NMR of PMMA – tacticity and its determination through NMR
In polymers, tacticity is the ordered configuration, or lack thereof, of pendant groups branching off of the main backbone. Take polypropylene for example, where the methyl branch can repeatedly point out of the screen (isotactic), alternate between pointing out and pointing in (syndiotactic), or be completely random (atactic):
The arrangement of these pendant groups has an effect upon the physical properties of the polymer. Atactic polypropylene, often called linear low density polypropylene, is an amorphous and soft material whereas isotactic polypropylene (high density polypropylene) is very strong, capable of being used in industrial water and gas piping.
Clearly, the tacticity of a polymer is essentially important with the application in mind. The effects upon the glass transition temperature with differing tacticity is particularly noticeable in poly(methyl methacrylate), PMMA. Pure isotactic PMMA gives a Tg of around 42 0C whilst pure syndiotactic tends to be closer to 124 0C.
Two grades of PMMA and a reference PMMA sample were provided to impact solutions with the customer querying what the difference between them was. We took the approach of analysing the tacticity through 1H NMR on our portable NMR on-site, obtained as part of a collaboration with ScotChem. The effects of this tacticity upon glass transition temperature were assessed on our DSC 214 Polyma.

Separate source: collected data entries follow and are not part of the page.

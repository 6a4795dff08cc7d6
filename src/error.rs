//! Centralized error types for the Portico gateway

use thiserror::Error;

/// Gateway error types
#[derive(Debug, Error)]
pub enum GatewayError {
    /// Configuration file parsing or validation failed
    #[error("Configuration error: {0}")]
    Config(String),

    /// No route matched the request
    #[error("No route matched for request: {0}")]
    NoRouteMatch(String),

    /// The route's upstream reference could not be resolved
    #[error("Upstream unresolvable: {0}")]
    UpstreamUnresolvable(String),

    /// DNS resolution failed for an upstream node
    #[error("DNS resolution failed for {host}: {cause}")]
    DnsResolution { host: String, cause: String },

    /// All balancer attempts against the upstream failed
    #[error("Upstream exhausted after {attempts} attempts: {cause}")]
    BalancerExhausted { attempts: u32, cause: String },

    /// A plugin handler failed fatally
    #[error("Plugin '{plugin}' failed: {cause}")]
    Plugin { plugin: String, cause: String },

    /// Transient configuration-watch failure; last snapshot stays authoritative
    #[error("Configuration watch error: {0}")]
    ConfigTransient(String),

    /// No certificate matched the handshake SNI
    #[error("No certificate matched SNI: {0}")]
    TlsMatchFailure(String),

    /// TLS setup error
    #[error("TLS error: {0}")]
    Tls(String),

    /// HTTP request or response error
    #[error("HTTP error: {0}")]
    Http(#[from] reqwest::Error),

    /// IO error
    #[error("IO error: {0}")]
    Io(#[from] std::io::Error),

    /// Serialization error
    #[error("Serialization error: {0}")]
    Serialization(#[from] serde_json::Error),

    /// Generic error with context
    #[error("{0}")]
    Other(String),
}

/// Convenience Result type alias
pub type Result<T> = std::result::Result<T, GatewayError>;
//! Static gateway configuration
//!
//! Everything that cannot change without a process restart: listener
//! addresses, the dynamic-config source, DNS settings, and request
//! policies. Dynamic entities (routes, upstreams, …) come from the
//! snapshot store instead and never live here.

use crate::error::{GatewayError, Result};
use serde::Deserialize;
use std::net::SocketAddr;
use std::path::Path;

/// Where dynamic configuration comes from
#[derive(Debug, Clone, Deserialize)]
#[serde(tag = "kind", rename_all = "lowercase")]
pub enum ConfigSource {
    /// Local YAML document, reloaded on file change
    Yaml { path: String },
}

impl Default for ConfigSource {
    fn default() -> Self {
        ConfigSource::Yaml {
            path: "gateway.yaml".to_string(),
        }
    }
}

/// Top-level gateway configuration, loaded from TOML
///
/// # Example
///
/// ```toml
/// listen = "0.0.0.0:9080"
/// tls_listen = "0.0.0.0:9443"
/// stream_listen = [9100]
/// delete_uri_tail_slash = true
///
/// [config_source]
/// kind = "yaml"
/// path = "gateway.yaml"
/// ```
#[derive(Debug, Clone, Deserialize)]
pub struct GatewayConfig {
    /// HTTP listener address
    #[serde(default = "default_listen")]
    pub listen: String,

    /// Optional HTTPS listener address (certificates come from the
    /// dynamic ssl collection)
    pub tls_listen: Option<String>,

    /// L4 listener ports served by the stream proxy
    #[serde(default)]
    pub stream_listen: Vec<u16>,

    /// Source of the dynamic configuration
    #[serde(default)]
    pub config_source: ConfigSource,

    /// Nameserver list consulted for upstream hostnames; empty means the
    /// system resolver configuration
    #[serde(default)]
    pub dns_resolver: Vec<String>,

    /// Seconds a DNS-materialized node set stays valid
    #[serde(default = "default_dns_valid")]
    pub dns_resolver_valid: u64,

    /// Strip a trailing `/` from the URI before route matching
    #[serde(default)]
    pub delete_uri_tail_slash: bool,

    /// Gateway name surfaced in the `Server` response header
    #[serde(default = "default_server_name")]
    pub server_name: String,

    /// Pid file written by `start`, consumed by `stop`/`reload`
    #[serde(default = "default_pid_file")]
    pub pid_file: String,
}

fn default_listen() -> String {
    "0.0.0.0:9080".to_string()
}

fn default_dns_valid() -> u64 {
    30
}

fn default_server_name() -> String {
    "portico".to_string()
}

fn default_pid_file() -> String {
    "/tmp/portico.pid".to_string()
}

impl Default for GatewayConfig {
    fn default() -> Self {
        Self {
            listen: default_listen(),
            tls_listen: None,
            stream_listen: Vec::new(),
            config_source: ConfigSource::default(),
            dns_resolver: Vec::new(),
            dns_resolver_valid: default_dns_valid(),
            delete_uri_tail_slash: false,
            server_name: default_server_name(),
            pid_file: default_pid_file(),
        }
    }
}

impl GatewayConfig {
    /// Load configuration from a TOML file
    pub async fn from_file(path: impl AsRef<Path>) -> Result<Self> {
        let path = path.as_ref();
        let content = tokio::fs::read_to_string(path).await.map_err(|e| {
            GatewayError::Config(format!(
                "Failed to read config file {}: {}",
                path.display(),
                e
            ))
        })?;
        Self::from_toml(&content)
    }

    /// Parse configuration from a TOML string
    pub fn from_toml(content: &str) -> Result<Self> {
        let config: Self = toml::from_str(content)
            .map_err(|e| GatewayError::Config(format!("Failed to parse TOML config: {}", e)))?;
        config.validate()?;
        Ok(config)
    }

    /// Validate the configuration for consistency
    pub fn validate(&self) -> Result<()> {
        self.listen.parse::<SocketAddr>().map_err(|_| {
            GatewayError::Config(format!("Invalid listen address '{}'", self.listen))
        })?;

        if let Some(tls) = &self.tls_listen {
            tls.parse::<SocketAddr>().map_err(|_| {
                GatewayError::Config(format!("Invalid tls_listen address '{}'", tls))
            })?;
        }

        let ConfigSource::Yaml { path } = &self.config_source;
        if path.is_empty() {
            return Err(GatewayError::Config(
                "config_source.path must not be empty".to_string(),
            ));
        }

        if self.server_name.is_empty() {
            return Err(GatewayError::Config(
                "server_name must not be empty".to_string(),
            ));
        }

        Ok(())
    }

    /// `Server` header value: `<name>/<version>`
    pub fn server_header(&self) -> String {
        format!("{}/{}", self.server_name, env!("CARGO_PKG_VERSION"))
    }
}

Comparing the methylene –CH2– group in different tacticities tells us what to expect from the resultant NMR spectrum:
In isotactic PMMA, one methylene hydrogen is repeatedly exposed to the pendant group on the same side and therefore, the other methylene hydrogen is not in the same environment. This causes two peaks in the spectrum.
In syndiotactic PMMA, the methylene hydrogens both experience the pendant group alternatively, therefore they are in the same environment. This causes one peak.
Atactic PMMA will contain some syndiotactic regions and some isotactic regions, therefore all three peaks are observed.
The reference sample produced an atactic spectrum which contains slightly more syndiotactic regions compared to isotactic. The Tg was determined to be 114 0C.
Comparing this with the second NMR of PMMA sample to be assessed:
Despite again being atactic, it is clear that the proportion of syndiotactic regions has increased. This grade of PMMA is therefore predominantly syndiotactic, resulting in a higher Tg compared to the reference of 120 0C.